§ TASK
Please write out exactly the lines of the data below from the line holding "const REQUEST_TIMEOUT_SECS: u64 = 10;" through the line holding "not build request", and leave out the rest.

** Opening THE INPUT block **

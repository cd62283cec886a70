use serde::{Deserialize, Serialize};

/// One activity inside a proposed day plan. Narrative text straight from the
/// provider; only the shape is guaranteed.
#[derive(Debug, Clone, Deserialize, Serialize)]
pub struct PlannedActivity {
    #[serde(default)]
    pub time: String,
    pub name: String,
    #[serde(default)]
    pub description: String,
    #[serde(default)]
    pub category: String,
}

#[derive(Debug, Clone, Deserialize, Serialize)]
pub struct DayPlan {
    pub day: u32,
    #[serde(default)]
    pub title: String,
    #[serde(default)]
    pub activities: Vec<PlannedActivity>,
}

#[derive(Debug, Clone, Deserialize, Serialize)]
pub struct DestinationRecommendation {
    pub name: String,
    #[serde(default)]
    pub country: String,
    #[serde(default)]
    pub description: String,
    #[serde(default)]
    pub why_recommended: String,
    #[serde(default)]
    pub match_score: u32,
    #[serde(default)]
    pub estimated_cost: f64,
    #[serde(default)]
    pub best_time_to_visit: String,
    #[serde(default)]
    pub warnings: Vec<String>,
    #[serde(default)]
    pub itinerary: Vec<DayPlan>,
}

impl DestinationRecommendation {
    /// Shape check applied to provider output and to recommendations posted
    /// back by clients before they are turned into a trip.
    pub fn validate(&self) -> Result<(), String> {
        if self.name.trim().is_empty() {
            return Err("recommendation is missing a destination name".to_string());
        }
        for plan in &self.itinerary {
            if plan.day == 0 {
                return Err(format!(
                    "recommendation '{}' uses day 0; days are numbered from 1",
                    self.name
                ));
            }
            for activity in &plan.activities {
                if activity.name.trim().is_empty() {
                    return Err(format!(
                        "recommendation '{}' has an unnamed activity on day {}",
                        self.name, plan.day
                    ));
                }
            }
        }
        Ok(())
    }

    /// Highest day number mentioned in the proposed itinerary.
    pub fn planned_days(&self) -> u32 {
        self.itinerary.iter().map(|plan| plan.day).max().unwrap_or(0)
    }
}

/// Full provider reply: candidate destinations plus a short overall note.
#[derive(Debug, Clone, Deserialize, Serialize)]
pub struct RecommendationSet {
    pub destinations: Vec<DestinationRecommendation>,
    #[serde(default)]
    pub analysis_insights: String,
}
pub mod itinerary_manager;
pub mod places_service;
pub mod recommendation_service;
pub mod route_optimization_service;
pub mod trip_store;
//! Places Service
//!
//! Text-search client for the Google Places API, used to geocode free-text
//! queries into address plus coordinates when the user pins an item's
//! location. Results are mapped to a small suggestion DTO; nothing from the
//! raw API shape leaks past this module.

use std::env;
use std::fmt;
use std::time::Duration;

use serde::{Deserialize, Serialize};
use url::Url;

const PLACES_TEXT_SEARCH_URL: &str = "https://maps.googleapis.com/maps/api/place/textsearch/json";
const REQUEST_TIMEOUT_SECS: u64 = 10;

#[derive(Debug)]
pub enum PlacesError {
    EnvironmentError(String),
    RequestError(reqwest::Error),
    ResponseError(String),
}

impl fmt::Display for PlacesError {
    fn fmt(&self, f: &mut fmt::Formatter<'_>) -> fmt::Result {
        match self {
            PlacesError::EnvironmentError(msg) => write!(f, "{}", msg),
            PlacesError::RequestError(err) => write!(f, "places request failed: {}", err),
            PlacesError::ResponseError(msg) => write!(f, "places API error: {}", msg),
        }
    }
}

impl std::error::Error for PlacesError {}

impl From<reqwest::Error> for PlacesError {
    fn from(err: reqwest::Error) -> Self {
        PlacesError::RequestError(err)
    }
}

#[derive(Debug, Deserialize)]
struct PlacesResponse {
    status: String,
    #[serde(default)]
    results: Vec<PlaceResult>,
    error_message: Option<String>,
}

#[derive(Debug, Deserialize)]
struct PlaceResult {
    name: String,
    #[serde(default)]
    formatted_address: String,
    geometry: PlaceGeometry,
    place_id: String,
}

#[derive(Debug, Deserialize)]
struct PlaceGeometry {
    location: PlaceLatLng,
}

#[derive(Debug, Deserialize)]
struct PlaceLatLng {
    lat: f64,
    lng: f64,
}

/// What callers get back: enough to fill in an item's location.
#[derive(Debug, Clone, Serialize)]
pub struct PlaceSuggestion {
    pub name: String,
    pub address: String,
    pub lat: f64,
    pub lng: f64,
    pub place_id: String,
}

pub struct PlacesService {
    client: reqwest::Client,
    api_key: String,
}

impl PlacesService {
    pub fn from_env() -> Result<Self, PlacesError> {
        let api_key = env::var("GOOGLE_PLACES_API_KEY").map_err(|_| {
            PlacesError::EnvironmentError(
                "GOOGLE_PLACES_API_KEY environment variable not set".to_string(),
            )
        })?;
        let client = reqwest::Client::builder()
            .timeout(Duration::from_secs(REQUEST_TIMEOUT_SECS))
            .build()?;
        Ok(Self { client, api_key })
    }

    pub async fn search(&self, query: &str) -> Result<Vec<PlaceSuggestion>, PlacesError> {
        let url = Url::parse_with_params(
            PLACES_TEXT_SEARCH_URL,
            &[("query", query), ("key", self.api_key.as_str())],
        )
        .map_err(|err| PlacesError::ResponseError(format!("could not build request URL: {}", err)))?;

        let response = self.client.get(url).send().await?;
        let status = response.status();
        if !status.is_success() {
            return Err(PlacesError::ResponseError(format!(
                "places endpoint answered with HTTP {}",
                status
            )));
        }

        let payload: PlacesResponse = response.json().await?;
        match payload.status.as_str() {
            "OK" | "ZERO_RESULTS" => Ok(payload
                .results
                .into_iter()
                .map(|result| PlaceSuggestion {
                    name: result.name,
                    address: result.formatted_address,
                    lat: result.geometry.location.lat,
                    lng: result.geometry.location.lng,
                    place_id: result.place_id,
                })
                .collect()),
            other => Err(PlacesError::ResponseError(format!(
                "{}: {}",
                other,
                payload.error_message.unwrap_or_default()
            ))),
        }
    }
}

** Closing THE INPUT block **
** Opening THE INPUT block **

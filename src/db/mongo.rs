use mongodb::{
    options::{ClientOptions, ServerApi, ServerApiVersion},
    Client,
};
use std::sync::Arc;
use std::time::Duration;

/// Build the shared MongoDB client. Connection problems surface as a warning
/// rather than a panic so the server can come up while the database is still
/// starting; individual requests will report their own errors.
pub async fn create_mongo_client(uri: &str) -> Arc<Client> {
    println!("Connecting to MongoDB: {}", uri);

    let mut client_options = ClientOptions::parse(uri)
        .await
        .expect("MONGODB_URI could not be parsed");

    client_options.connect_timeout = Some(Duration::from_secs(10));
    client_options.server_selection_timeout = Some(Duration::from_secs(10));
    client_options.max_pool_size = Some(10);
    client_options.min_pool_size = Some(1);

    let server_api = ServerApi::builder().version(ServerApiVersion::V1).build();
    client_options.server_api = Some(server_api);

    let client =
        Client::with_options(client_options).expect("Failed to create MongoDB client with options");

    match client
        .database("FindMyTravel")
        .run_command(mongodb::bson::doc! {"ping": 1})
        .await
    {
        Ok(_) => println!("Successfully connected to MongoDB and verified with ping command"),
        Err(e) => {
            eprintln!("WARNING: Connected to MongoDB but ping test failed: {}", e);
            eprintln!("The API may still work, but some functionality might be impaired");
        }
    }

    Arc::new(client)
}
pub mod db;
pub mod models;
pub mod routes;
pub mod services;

** Closing THE INPUT block **
** Opening THE INPUT block **

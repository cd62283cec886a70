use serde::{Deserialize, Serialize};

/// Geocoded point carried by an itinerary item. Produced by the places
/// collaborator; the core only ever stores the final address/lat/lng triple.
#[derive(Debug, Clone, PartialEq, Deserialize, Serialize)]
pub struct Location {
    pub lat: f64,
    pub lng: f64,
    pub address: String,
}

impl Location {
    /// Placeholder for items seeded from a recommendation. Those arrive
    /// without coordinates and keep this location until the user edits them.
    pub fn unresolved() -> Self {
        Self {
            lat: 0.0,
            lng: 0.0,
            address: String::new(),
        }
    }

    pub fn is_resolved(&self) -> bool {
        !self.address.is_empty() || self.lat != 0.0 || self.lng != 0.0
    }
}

** Closing THE INPUT block **

§ TASK RESPONSE
const REQUEST_TIMEOUT_SECS: u64 = 10;

#[derive(Debug)]
pub enum PlacesError {
    EnvironmentError(String),
    RequestError(reqwest::Error),
    ResponseError(String),
}

impl fmt::Display for PlacesError {
    fn fmt(&self, f: &mut fmt::Formatter<'_>) -> fmt::Result {
        match self {
            PlacesError::EnvironmentError(msg) => write!(f, "{}", msg),
            PlacesError::RequestError(err) => write!(f, "places request failed: {}", err),
            PlacesError::ResponseError(msg) => write!(f, "places API error: {}", msg),
        }
    }
}

impl std::error::Error for PlacesError {}

impl From<reqwest::Error> for PlacesError {
    fn from(err: reqwest::Error) -> Self {
        PlacesError::RequestError(err)
    }
}

#[derive(Debug, Deserialize)]
struct PlacesResponse {
    status: String,
    #[serde(default)]
    results: Vec<PlaceResult>,
    error_message: Option<String>,
}

#[derive(Debug, Deserialize)]
struct PlaceResult {
    name: String,
    #[serde(default)]
    formatted_address: String,
    geometry: PlaceGeometry,
    place_id: String,
}

#[derive(Debug, Deserialize)]
struct PlaceGeometry {
    location: PlaceLatLng,
}

#[derive(Debug, Deserialize)]
struct PlaceLatLng {
    lat: f64,
    lng: f64,
}

/// What callers get back: enough to fill in an item's location.
#[derive(Debug, Clone, Serialize)]
pub struct PlaceSuggestion {
    pub name: String,
    pub address: String,
    pub lat: f64,
    pub lng: f64,
    pub place_id: String,
}

pub struct PlacesService {
    client: reqwest::Client,
    api_key: String,
}

impl PlacesService {
    pub fn from_env() -> Result<Self, PlacesError> {
        let api_key = env::var("GOOGLE_PLACES_API_KEY").map_err(|_| {
            PlacesError::EnvironmentError(
                "GOOGLE_PLACES_API_KEY environment variable not set".to_string(),
            )
        })?;
        let client = reqwest::Client::builder()
            .timeout(Duration::from_secs(REQUEST_TIMEOUT_SECS))
            .build()?;
        Ok(Self { client, api_key })
    }

    pub async fn search(&self, query: &str) -> Result<Vec<PlaceSuggestion>, PlacesError> {
        let url = Url::parse_with_params(
            PLACES_TEXT_SEARCH_URL,
            &[("query", query), ("key", self.api_key.as_str())],
        )
        .map_err(|err| PlacesError::ResponseError(format!("could not build request URL: {}", err)))?;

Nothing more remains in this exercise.